▸ **WHAT YOU NEED TO DO**: Give back exactly the line containing "pub fn len(&self)" together with all the lines after it, ending at the final line below.

▸ **INFORMATION PROVIDED**:
use crate::keys::KeyKind;

/// Error type for CipherCodec operations.
///
/// Authentication failures and shape failures are separate variants so
/// callers can tell "wrong key or tampered" from "decrypted fine but not
/// what we expected".
#[derive(Debug, Clone, PartialEq, Eq, thiserror::Error)]
pub enum CryptoError {
    #[error("invalid {kind} key length: expected {expected}, got {got}")]
    InvalidKeyLength { kind: KeyKind, expected: usize, got: usize },
    #[error("invalid hex encoding for {0} key")]
    InvalidHex(KeyKind),
    #[error("key agreement produced a non-contributory (all-zero) secret")]
    NonContributory,
    #[error("key derivation failed")]
    KeyDerivation,
    #[error("invalid iv: expected {expected} bytes, got {got}")]
    InvalidIv { expected: usize, got: usize },
    #[error("authentication failed: wrong key or tampered ciphertext")]
    AuthenticationFailed,
    #[error("encryption failed")]
    EncryptionFailed,
    #[error("decrypted payload has unexpected shape: {0}")]
    UnexpectedShape(String),
    #[error("serialization failed: {0}")]
    Serialization(String),
    #[error("RNG failed")]
    Rng,
}
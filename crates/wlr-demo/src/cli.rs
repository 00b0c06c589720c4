//! CLI command definitions and argument parsing

use std::path::PathBuf;

use clap::{Args, Parser, Subcommand, ValueEnum};

use crate::commands;
use crate::config::Config;
use crate::ExitCode;

/// Wallet link relay demo
#[derive(Parser, Debug)]
#[command(name = "wlr-demo")]
#[command(version, about = "Wallet link relay demo - encrypted signer sessions over a bridge")]
pub struct Cli {
    #[command(subcommand)]
    pub command: Commands,

    /// Output format
    #[arg(long, value_enum, default_value_t = OutputFormat::Text, global = true)]
    pub output: OutputFormat,

    /// Verbose output
    #[arg(short, long, global = true)]
    pub verbose: bool,

    /// Debug mode (protocol-level tracing)
    #[arg(long, global = true)]
    pub debug: bool,

    /// Config file path
    #[arg(long, env = "WLR_CONFIG", global = true)]
    pub config: Option<PathBuf>,

    /// Bridge WebSocket URL
    #[arg(long = "relay-url", global = true)]
    pub relay_url: Option<String>,

    /// Persist session state in this JSON file
    #[arg(long, global = true)]
    pub storage: Option<PathBuf>,

    /// Per-request timeout in milliseconds
    #[arg(long = "request-timeout-ms", global = true)]
    pub request_timeout_ms: Option<u64>,
}

#[derive(Copy, Clone, Debug, Default, PartialEq, Eq, ValueEnum)]
pub enum OutputFormat {
    #[default]
    Text,
    Json,
}

#[derive(Subcommand, Debug)]
pub enum Commands {
    /// Run a handshake and a few requests against a simulated wallet
    Simulate(SimulateArgs),
    /// Open a session on a bridge and wait for a wallet to link
    Host(HostArgs),
    /// Forget the stored session
    Reset,
    /// Write a default configuration file
    InitConfig {
        /// Destination; defaults to the platform config directory
        path: Option<PathBuf>,
    },
}

#[derive(Args, Debug, Clone)]
pub struct SimulateArgs {
    /// Accounts the simulated wallet holds
    #[arg(long = "account", default_value = "0x00000000000000000000000000000000000a11ce")]
    pub accounts: Vec<String>,

    /// Hex message to sign with personal_sign
    #[arg(long, default_value = "0x48656c6c6f2c20776f726c64")]
    pub message: String,

    /// Switch to this chain (hex or decimal) after the handshake
    #[arg(long)]
    pub switch_chain: Option<String>,

    /// Have the wallet reject the handshake
    #[arg(long)]
    pub reject: bool,

    /// Leave the session in storage instead of tearing it down
    #[arg(long)]
    pub keep: bool,
}

#[derive(Args, Debug, Clone)]
pub struct HostArgs {
    /// Seconds to wait for the wallet to approve the handshake
    #[arg(long, default_value_t = 120)]
    pub wait_secs: u64,

    /// Sign this hex message once linked
    #[arg(long)]
    pub sign: Option<String>,

    /// Tear the session down before exiting
    #[arg(long)]
    pub disconnect: bool,
}

impl Cli {
    /// Execute the command with a resolved configuration
    pub async fn execute_with_config(self, config: Config) -> anyhow::Result<ExitCode> {
        match self.command {
            Commands::Simulate(args) => commands::simulate(&config, &args, self.output).await,
            Commands::Host(args) => commands::host(&config, &args, self.output).await,
            Commands::Reset => commands::reset(&config, self.output),
            Commands::InitConfig { path } => commands::init_config(&config, path, self.output),
        }
    }
}

#[cfg(test)]
mod tests {
    use super::*;

    #[test]
    fn test_parse_simulate() {
        let cli = Cli::try_parse_from([
            "wlr-demo",
            "--output",
            "json",
            "simulate",
            "--account",
            "0xabc",
            "--account",
            "0xdef",
            "--switch-chain",
            "0x2105",
        ])
        .unwrap();
        assert_eq!(cli.output, OutputFormat::Json);
        match cli.command {
            Commands::Simulate(args) => {
                assert_eq!(args.accounts, vec!["0xabc", "0xdef"]);
                assert_eq!(args.switch_chain.as_deref(), Some("0x2105"));
                assert!(!args.reject);
            }
            other => panic!("unexpected command: {other:?}"),
        }
    }

    #[test]
    fn test_global_flags_after_subcommand() {
        let cli = Cli::try_parse_from([
            "wlr-demo",
            "host",
            "--relay-url",
            "ws://localhost:9000/rpc",
            "--wait-secs",
            "5",
        ])
        .unwrap();
        assert_eq!(cli.relay_url.as_deref(), Some("ws://localhost:9000/rpc"));
        assert!(matches!(cli.command, Commands::Host(HostArgs { wait_secs: 5, .. })));
    }
}
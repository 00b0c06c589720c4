//! Correlation table for in-flight requests.
//!
//! Each entry owns a single-shot resolver; removing the entry from the
//! table is what grants the right to complete it, so an id resolves at
//! most once no matter how many responses or cancellations race for it.

use std::collections::HashMap;

use parking_lot::Mutex;
use serde_json::Value;
use tokio::sync::oneshot;

use crate::errors::{PendingError, SignerError};

/// What a waiting caller eventually receives.
pub type PendingOutcome = Result<Value, SignerError>;

/// One outstanding request.
#[derive(Debug)]
pub struct PendingEntry {
    pub method: String,
    /// Kept so the receive path can apply method-specific side effects.
    pub params: Value,
    resolver: oneshot::Sender<PendingOutcome>,
}

impl PendingEntry {
    /// Complete the waiting caller. Returns `false` if it stopped waiting.
    pub fn complete(self, outcome: PendingOutcome) -> bool {
        self.resolver.send(outcome).is_ok()
    }
}

#[derive(Debug, Default)]
pub struct PendingRequestTable {
    entries: Mutex<HashMap<String, PendingEntry>>,
}

impl PendingRequestTable {
    pub fn new() -> Self {
        Self::default()
    }

    /// Insert an entry before the request goes on the wire.
    pub fn register(
        &self,
        id: &str,
        method: &str,
        params: Value,
    ) -> Result<oneshot::Receiver<PendingOutcome>, PendingError> {
        let mut entries = self.entries.lock();
        if entries.contains_key(id) {
            return Err(PendingError::DuplicateId(id.to_string()));
        }
        let (resolver, rx) = oneshot::channel();
        entries.insert(
            id.to_string(),
            PendingEntry {
                method: method.to_string(),
                params,
                resolver,
            },
        );
        Ok(rx)
    }

    /// Remove and return the entry so the caller can finish it.
    pub fn take(&self, id: &str) -> Option<PendingEntry> {
        self.entries.lock().remove(id)
    }

    /// Resolve by id. Unknown ids are dropped.
    pub fn resolve(&self, id: &str, outcome: PendingOutcome) -> bool {
        match self.take(id) {
            Some(entry) => {
                entry.complete(outcome);
                true
            }
            None => {
                tracing::debug!(request_id = %id, "no pending request for id");
                false
            }
        }
    }

    /// Fail one request locally. The counterpart is not told.
    pub fn cancel(&self, id: &str) -> bool {
        self.resolve(id, Err(SignerError::Cancelled))
    }

    /// Fail every outstanding request with `reason`.
    pub fn cancel_all(&self, reason: SignerError) -> usize {
        let drained: Vec<(String, PendingEntry)> = self.entries.lock().drain().collect();
        let count = drained.len();
        for (id, entry) in drained {
            tracing::debug!(request_id = %id, method = %entry.method, "cancelling pending request");
            entry.complete(Err(reason.clone()));
        }
        count
    }

    /// Resolve every entry for `method` with the same value.
    pub fn resolve_method(&self, method: &str, value: Value) -> usize {
        let matched: Vec<PendingEntry> = {
            let mut entries = self.entries.lock();
            let ids: Vec<String> = entries
                .iter()
                .filter(|(_, e)| e.method == method)
                .map(|(id, _)| id.clone())
                .collect();
            ids.iter().filter_map(|id| entries.remove(id)).collect()
        };
        let count = matched.len();
        for entry in matched {
            entry.complete(Ok(value.clone()));
        }
        count
    }

    pub fn method_of(&self, id: &str) -> Option<String> {
        self.entries.lock().get(id).map(|e| e.method.clone())
    }

    pub fn contains(&self, id: &str) -> bool {
        self.entries.lock().contains_key(id)
    }

    pub fn len(&self) -> usize {
        self.entries.lock().len()
    }

    pub fn is_empty(&self) -> bool {
        self.entries.lock().is_empty()
    }
}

▸ **RESPONSE TO THE TASK**:
    pub fn len(&self) -> usize {
        self.entries.lock().len()
    }

    pub fn is_empty(&self) -> bool {
        self.entries.lock().is_empty()
    }
}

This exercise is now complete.